Closed xmikew closed 11 years ago
I achieved dinamic height of the widget by checking the scrollHeight of the widget container and then using that height I divided with grid height plus margin (height / (gridHeight + gridMargin) - something like this) and then just call the resize_widget function. To make it more accurate set gridHeight to 10px.
I hope this helps.
Thanks! this does indeed work. By gridHeight, I'm guessing you mean the base_widget_dimensions + widget_margins which makes sense.
After exploring this a bit, I found that when you go to the next row, there is large gap between 1st and 2nd rows. I believe you suggest setting height to 10px to accommodate this since the gap is the margin + whatever is left of the previous widget on 1 row up. However when you set the base_widget_dimension[1] to something very small (to create a bunch of rows for greater accuracy as you mentioned), you hit the max_size_y variable (which defaults to 6).
I thought I'd be clever and set this number to very high, but I ended up crashing my browser because gridster attempts to initialize that many rows. So looks like it just won't work for very large output (like a table with 10,000 rows or whatever).
This option does work well for dynamically resizing the widget, just not a LOT of data. Thanks for the pointer! It got me going in the right direction to validate whether this would work.

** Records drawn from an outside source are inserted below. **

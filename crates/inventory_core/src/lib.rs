//! Core domain logic for the inventory manager.
//! This crate is the single source of truth for product record invariants.

pub mod db;
pub mod logging;
pub mod model;
pub mod present;
pub mod repo;
pub mod service;

pub use db::{open_db, open_db_in_memory, DbError, DbResult, Store};
pub use logging::{init_logging, logging_status, LogLevel, LoggingError};
pub use model::product::{NewProduct, Product, ProductId};
pub use model::validation::{
    parse_id, Confirmation, Field, ProductDraft, ValidationError, ValidationReason,
};
pub use present::{render_low_stock, render_products, Palette, TableCaption};
pub use repo::product_repo::{
    DeleteOutcome, LowStockEntry, ProductRepository, QuantityChange, RepoError, RepoResult,
    SqliteProductRepository,
};
pub use service::inventory_service::{
    with_inventory, InventoryService, LowStockReport, SearchCriteria, ServiceError, ServiceResult,
};

/// Returns the core crate version.
pub fn core_version() -> &'static str {
    env!("CARGO_PKG_VERSION")
}
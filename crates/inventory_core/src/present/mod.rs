//! Terminal presentation of product records.
//!
//! # Responsibility
//! - Render product sets and low-stock reports as fixed-width text lines.
//! - Apply optional ANSI colour through an explicit [`Palette`] value.
//!
//! # Invariants
//! - Rendering is pure: same input and palette always yield the same lines.
//! - Column widths are counted in characters, not bytes.

pub mod palette;
pub mod table;

pub use palette::Palette;
pub use table::{render_low_stock, render_products, truncate, TableCaption};
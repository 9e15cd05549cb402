//! Connection bootstrap utilities for SQLite.
//!
//! # Responsibility
//! - Open file or in-memory SQLite connections.
//! - Configure connection pragmas and SQL functions required by core behavior.
//! - Ensure the product schema exists before returning a usable connection.
//!
//! # Invariants
//! - Returned connections wait up to 5 seconds on a locked database.
//! - Returned connections expose the deterministic `fold_case(text)` function.
//! - Returned connections have the `products` table.

use super::schema::ensure_schema;
use super::{DbError, DbResult};
use log::{error, info};
use rusqlite::functions::FunctionFlags;
use rusqlite::Connection;
use std::path::Path;
use std::time::{Duration, Instant};

/// Name of the SQL scalar function used for case-insensitive substring search.
pub(crate) const FOLD_CASE_FN: &str = "fold_case";

const BUSY_TIMEOUT: Duration = Duration::from_secs(5);

/// Opens a SQLite database file, creating it when absent, and ensures schema.
///
/// # Side effects
/// - Creates missing parent directories of `path`.
/// - Emits `db_open` logging events with duration and status.
pub fn open_db(path: impl AsRef<Path>) -> DbResult<Connection> {
    let path = path.as_ref();
    let started_at = Instant::now();
    info!("event=db_open module=db status=start mode=file");

    if let Err(err) = ensure_parent_dir(path) {
        error!(
            "event=db_open module=db status=error mode=file duration_ms={} error_code=db_path_failed error={}",
            started_at.elapsed().as_millis(),
            err
        );
        return Err(err);
    }

    let conn = match Connection::open(path) {
        Ok(conn) => conn,
        Err(err) => {
            error!(
                "event=db_open module=db status=error mode=file duration_ms={} error_code=db_open_failed error={}",
                started_at.elapsed().as_millis(),
                err
            );
            return Err(err.into());
        }
    };

    finish_open(conn, "file", started_at)
}

/// Opens an in-memory SQLite database and ensures schema.
///
/// The database lives only as long as the returned connection.
pub fn open_db_in_memory() -> DbResult<Connection> {
    let started_at = Instant::now();
    info!("event=db_open module=db status=start mode=memory");

    let conn = match Connection::open_in_memory() {
        Ok(conn) => conn,
        Err(err) => {
            error!(
                "event=db_open module=db status=error mode=memory duration_ms={} error_code=db_open_failed error={}",
                started_at.elapsed().as_millis(),
                err
            );
            return Err(err.into());
        }
    };

    finish_open(conn, "memory", started_at)
}

fn finish_open(conn: Connection, mode: &str, started_at: Instant) -> DbResult<Connection> {
    match bootstrap_connection(&conn) {
        Ok(()) => {
            info!(
                "event=db_open module=db status=ok mode={} duration_ms={}",
                mode,
                started_at.elapsed().as_millis()
            );
            Ok(conn)
        }
        Err(err) => {
            error!(
                "event=db_open module=db status=error mode={} duration_ms={} error_code=db_bootstrap_failed error={}",
                mode,
                started_at.elapsed().as_millis(),
                err
            );
            Err(err)
        }
    }
}

fn bootstrap_connection(conn: &Connection) -> DbResult<()> {
    conn.busy_timeout(BUSY_TIMEOUT)?;
    register_functions(conn)?;
    ensure_schema(conn)?;
    Ok(())
}

fn register_functions(conn: &Connection) -> DbResult<()> {
    // Full Unicode lowercase mapping; SQLite's own LIKE/lower() only fold ASCII.
    conn.create_scalar_function(
        FOLD_CASE_FN,
        1,
        FunctionFlags::SQLITE_UTF8 | FunctionFlags::SQLITE_DETERMINISTIC,
        |ctx| {
            let value = ctx.get::<Option<String>>(0)?;
            Ok(value.map(|text| text.to_lowercase()))
        },
    )?;
    Ok(())
}

fn ensure_parent_dir(path: &Path) -> DbResult<()> {
    let Some(parent) = path.parent() else {
        return Ok(());
    };
    if parent.as_os_str().is_empty() || parent.exists() {
        return Ok(());
    }
    std::fs::create_dir_all(parent).map_err(|source| DbError::Io {
        path: parent.to_path_buf(),
        source,
    })
}
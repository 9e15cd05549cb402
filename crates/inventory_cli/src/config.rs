//! Command-line and environment configuration.
//!
//! # Responsibility
//! - Parse flags (with environment fallbacks) into an [`AppConfig`].
//! - Resolve the colour capability once, at startup.

use anyhow::{Context, Result};
use clap::{Parser, ValueEnum};
use inventory_core::LogLevel;
use std::io::IsTerminal;
use std::path::PathBuf;

const DEFAULT_DB_FILE: &str = "inventario.db";

#[derive(Debug, Clone, Copy, PartialEq, Eq, ValueEnum)]
pub enum ColorChoice {
    Auto,
    Always,
    Never,
}

#[derive(Parser, Debug, Clone)]
#[command(name = "inventory", about = "Terminal inventory manager", version)]
pub struct CliArgs {
    #[arg(
        long,
        env = "INVENTORY_DB_PATH",
        value_name = "FILE",
        default_value = DEFAULT_DB_FILE,
        help = "SQLite database file (created when missing)"
    )]
    pub db_path: PathBuf,

    #[arg(
        long,
        env = "INVENTORY_LOG_DIR",
        value_name = "DIR",
        help = "Directory for rolling log files; logging is off when unset"
    )]
    pub log_dir: Option<PathBuf>,

    #[arg(
        long,
        env = "INVENTORY_LOG_LEVEL",
        value_name = "LEVEL",
        help = "trace|debug|info|warn|error (default depends on build mode)"
    )]
    pub log_level: Option<String>,

    #[arg(
        long,
        env = "INVENTORY_COLOR",
        value_enum,
        value_name = "WHEN",
        default_value = "auto",
        help = "Colorize terminal output"
    )]
    pub color: ColorChoice,
}

/// Resolved runtime configuration.
#[derive(Debug, Clone, PartialEq)]
pub struct AppConfig {
    pub db_path: PathBuf,
    /// `(level, absolute dir)` when file logging is requested.
    pub logging: Option<(LogLevel, PathBuf)>,
    pub color: bool,
}

impl AppConfig {
    pub fn from_args(args: CliArgs) -> Result<Self> {
        let level = match args.log_level.as_deref() {
            Some(raw) => LogLevel::parse(raw)?,
            None => LogLevel::build_default(),
        };

        let logging = match args.log_dir {
            Some(dir) if dir.is_absolute() => Some((level, dir)),
            Some(dir) => {
                let cwd = std::env::current_dir().context("failed to resolve working directory")?;
                Some((level, cwd.join(dir)))
            }
            None => None,
        };

        let color = resolve_color(
            args.color,
            std::io::stdout().is_terminal(),
            std::env::var_os("NO_COLOR").is_some(),
        );

        Ok(Self {
            db_path: args.db_path,
            logging,
            color,
        })
    }
}

fn resolve_color(choice: ColorChoice, stdout_is_terminal: bool, no_color: bool) -> bool {
    match choice {
        ColorChoice::Always => true,
        ColorChoice::Never => false,
        ColorChoice::Auto => stdout_is_terminal && !no_color,
    }
}
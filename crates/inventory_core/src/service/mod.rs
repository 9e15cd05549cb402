//! Core use-case services.
//!
//! # Responsibility
//! - Turn raw operator input into validated repository calls.
//! - Keep the dispatcher decoupled from storage details.

pub mod inventory_service;
//! Per-operation connection scope over a database file.
//!
//! # Responsibility
//! - Remember where the inventory database lives.
//! - Open a fresh connection for each operation and release it afterwards.
//!
//! # Invariants
//! - The connection is dropped on every exit path of [`Store::with_connection`]
//!   (success, validation failure, storage failure or unwinding panic).
//! - Opening always runs schema bootstrap, so a missing file is created.

use super::open::open_db;
use super::DbError;
use log::debug;
use rusqlite::Connection;
use std::path::{Path, PathBuf};

/// File-backed storage gateway handing out scoped connections.
#[derive(Debug, Clone, PartialEq, Eq)]
pub struct Store {
    path: PathBuf,
}

impl Store {
    pub fn new(path: impl Into<PathBuf>) -> Self {
        Self { path: path.into() }
    }

    /// Database file location.
    pub fn path(&self) -> &Path {
        &self.path
    }

    /// Opens the store once to create the file and schema.
    ///
    /// Intended for process startup; repeated calls are harmless.
    pub fn ensure_ready(&self) -> Result<(), DbError> {
        self.with_connection(|_| Ok::<(), DbError>(()))
    }

    /// Runs `f` with a freshly opened connection and releases it afterwards.
    ///
    /// Errors from opening are converted into the caller's error type, so
    /// one `?` covers both storage bootstrap and the operation itself.
    pub fn with_connection<T, E>(&self, f: impl FnOnce(&Connection) -> Result<T, E>) -> Result<T, E>
    where
        E: From<DbError>,
    {
        let conn = open_db(&self.path)?;
        let result = f(&conn);
        drop(conn);
        debug!(
            "event=store_scope module=db status={} action=release",
            if result.is_ok() { "ok" } else { "error" }
        );
        result
    }
}

#[cfg(test)]
mod tests {
    use super::Store;
    use crate::db::DbError;
    use rusqlite::Connection;

    #[test]
    fn ensure_ready_creates_missing_file_and_parent_dirs() {
        let dir = tempfile::tempdir().unwrap();
        let path = dir.path().join("nested").join("inventario.db");
        let store = Store::new(&path);

        store.ensure_ready().unwrap();
        store.ensure_ready().unwrap();

        assert!(path.exists());
        assert_eq!(store.path(), path.as_path());
    }

    #[test]
    fn with_connection_propagates_closure_error() {
        let dir = tempfile::tempdir().unwrap();
        let store = Store::new(dir.path().join("inventario.db"));

        let err = store
            .with_connection(|conn| {
                conn.execute("INSERT INTO missing_table VALUES (1);", [])?;
                Ok::<(), DbError>(())
            })
            .unwrap_err();
        assert!(matches!(err, DbError::Sqlite(_)));
    }

    #[test]
    fn failed_operation_releases_its_connection_and_write_lock() {
        let dir = tempfile::tempdir().unwrap();
        let path = dir.path().join("inventario.db");
        let store = Store::new(&path);

        let err = store
            .with_connection(|conn| {
                conn.execute_batch(
                    "BEGIN IMMEDIATE;
                     INSERT INTO products (name, quantity, price) VALUES ('Bolt', 1, 1.0);",
                )?;
                Err::<(), DbError>(DbError::Sqlite(rusqlite::Error::InvalidQuery))
            })
            .unwrap_err();
        assert!(matches!(err, DbError::Sqlite(rusqlite::Error::InvalidQuery)));

        let conn = Connection::open(&path).unwrap();
        conn.execute_batch("PRAGMA locking_mode = EXCLUSIVE; BEGIN EXCLUSIVE; COMMIT;")
            .unwrap();
        let rows: i64 = conn
            .query_row("SELECT COUNT(*) FROM products;", [], |row| row.get(0))
            .unwrap();
        assert_eq!(rows, 0);
    }
}
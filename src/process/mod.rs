pub mod events;
pub mod names;
pub mod placements;
pub mod table;

pub use placements::RankValue;
pub use table::{parse_results_table, RawTable};

use crate::error::ScrapeError;
use scraper::Selector;

pub(crate) fn selector(css: &str) -> Selector {
    Selector::parse(css).expect("CSS selector should be valid")
}

/// One season's results after normalization: canonical headers, clean
/// athlete names, dense ranks. Column order matches the source table.
#[derive(Debug)]
pub struct CleanTable {
    pub headers: Vec<String>,
    pub rows: Vec<CleanRow>,
}

#[derive(Debug)]
pub struct CleanRow {
    pub name: String,
    pub placements: Vec<RankValue>,
}

/// Run the whole cleaning pipeline over one season page.
///
/// Stages, in order: extract the raw table, drop the finals summary,
/// normalize athlete names, rank every event column, resolve the header
/// row from tooltips, canonicalize event names. Any stage failure rejects
/// the season; nothing partial escapes.
pub fn clean_season_table(html: &str) -> Result<CleanTable, ScrapeError> {
    let mut raw = table::parse_results_table(html)?;
    raw.strip_finals_summary();

    let names: Vec<String> = raw
        .rows
        .iter()
        .map(|row| names::normalize_name(row.first().map(String::as_str).unwrap_or_default()))
        .collect();

    let mut columns: Vec<Vec<RankValue>> = Vec::with_capacity(raw.column_count().saturating_sub(1));
    for idx in 1..raw.column_count() {
        let values = raw.column_values(idx);
        columns.push(placements::normalize_column(&raw.headers[idx], &values)?);
    }

    let resolved = events::resolve_event_headers(html, raw.column_count())?;
    let headers: Vec<String> = resolved
        .iter()
        .enumerate()
        .map(|(idx, header)| {
            if idx == 0 {
                header.clone()
            } else {
                events::canonicalize_event(header)
            }
        })
        .collect();

    let rows = names
        .into_iter()
        .enumerate()
        .map(|(row_idx, name)| CleanRow {
            name,
            placements: columns
                .iter()
                .map(|col| col.get(row_idx).copied().flatten())
                .collect(),
        })
        .collect();

    Ok(CleanTable { headers, rows })
}
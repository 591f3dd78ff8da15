pub mod error;
pub mod fetch;
pub mod process;
pub mod store;
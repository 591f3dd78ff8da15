use crate::error::ScrapeError;
use reqwest::Client;
use std::time::Duration;
use tokio::time::sleep;
use url::Url;

/// Standings page for the men's Championship Tour; one page per season.
static TOUR_URL: &str = "https://www.worldsurfleague.com/athletes/tour/mct";

const MAX_RETRIES: usize = 3;
const RETRY_DELAY: Duration = Duration::from_secs(1);

/// Build the standings URL for one season.
pub fn season_url(year: u16) -> String {
    Url::parse_with_params(TOUR_URL, [("year", year.to_string())])
        .expect("tour URL is valid")
        .to_string()
}

/// Fetch the raw standings markup for one season, retrying transient
/// failures. A non-success HTTP status is fatal for the season.
pub async fn fetch_season_page(client: &Client, year: u16) -> Result<String, ScrapeError> {
    let url = season_url(year);
    let mut attempt = 0;

    loop {
        attempt += 1;
        match client.get(&url).send().await {
            Ok(resp) if resp.status().is_success() => match resp.text().await {
                Ok(html) => return Ok(html),
                Err(_) if attempt < MAX_RETRIES => sleep(RETRY_DELAY).await,
                Err(e) => {
                    return Err(ScrapeError::Fetch {
                        year,
                        reason: e.to_string(),
                    })
                }
            },
            Ok(resp) => {
                return Err(ScrapeError::Fetch {
                    year,
                    reason: format!("HTTP error: {}", resp.status()),
                })
            }
            Err(_) if attempt < MAX_RETRIES => sleep(RETRY_DELAY).await,
            Err(e) => {
                return Err(ScrapeError::Fetch {
                    year,
                    reason: e.to_string(),
                })
            }
        }
    }
}
/// Countries the standings page appends to athlete display names.
/// Scanned in order with no early exit; the last entry found wins.
const COUNTRIES: &[&str] = &[
    "United States",
    "South Africa",
    "Australia",
    "France",
    "Brazil",
    "Hawaii",
    "Portugal",
    "New Zealand",
    "Japan",
    "Ireland",
    "Spain",
    "Fiji",
    "Italy",
    "French Polynesia",
    "Indonesia",
];

/// Status tags appended to athletes who were replaced, retired, injured
/// or withdrawn mid-season.
const STATUS_TAGS: &[&str] = &[" (REP)", " (RET)", " (INJ)", " (WDN)"];

/// Strip the embedded country and status tag from a scraped display name.
/// Returns the trimmed input unchanged when neither is present.
pub fn normalize_name(raw: &str) -> String {
    let mut country = "";
    for &candidate in COUNTRIES {
        if raw.contains(candidate) {
            country = candidate;
        }
    }

    let mut tag = "";
    for &candidate in STATUS_TAGS {
        if raw.contains(candidate) {
            tag = candidate;
        }
    }

    let mut name = raw.to_string();
    if !country.is_empty() {
        name = name.replace(country, "");
    }
    if !tag.is_empty() {
        name = name.replace(tag, "");
    }
    name.trim().to_string()
}

#[cfg(test)]
mod tests {
    use super::*;

    #[test]
    fn strips_country_and_status_tag() {
        assert_eq!(normalize_name("Italo Ferreira Brazil (INJ)"), "Italo Ferreira");
    }

    #[test]
    fn strips_country_alone() {
        assert_eq!(normalize_name("Jordy Smith South Africa"), "Jordy Smith");
    }

    #[test]
    fn strips_status_tag_alone() {
        assert_eq!(normalize_name("John John Florence (WDN)"), "John John Florence");
    }

    #[test]
    fn plain_name_passes_through_trimmed() {
        assert_eq!(normalize_name("  Mick Fanning "), "Mick Fanning");
    }

    #[test]
    fn later_country_in_list_wins_when_two_are_embedded() {
        // Only the country matched last in the scan order is removed.
        // "Fiji" sits after "United States" in the list, so it wins.
        assert_eq!(
            normalize_name("John Doe United States Fiji"),
            "John Doe United States"
        );
    }

    #[test]
    fn country_substring_inside_a_real_name_is_still_stripped() {
        // Accepted source ambiguity: the scan cannot tell a country apart
        // from a name that happens to contain one.
        assert_eq!(normalize_name("Bede Durbidge Australia"), "Bede Durbidge");
    }
}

For 10 000 rows this definitely is not the answer, my layout does not have more then 100 - 200 rows.
Good luck :)
Hi,
I'm attempting to use gridster for some layouts. A widget might happen to contain a lot of data, and I want gridster to magically expand the rows to contain the data holding it. Any ideas i can do this with gridster? If I can get the height/width somehow of the contained html, I could resize the widget to accomodate? Anyone else done something like this before? Thanks for any insight!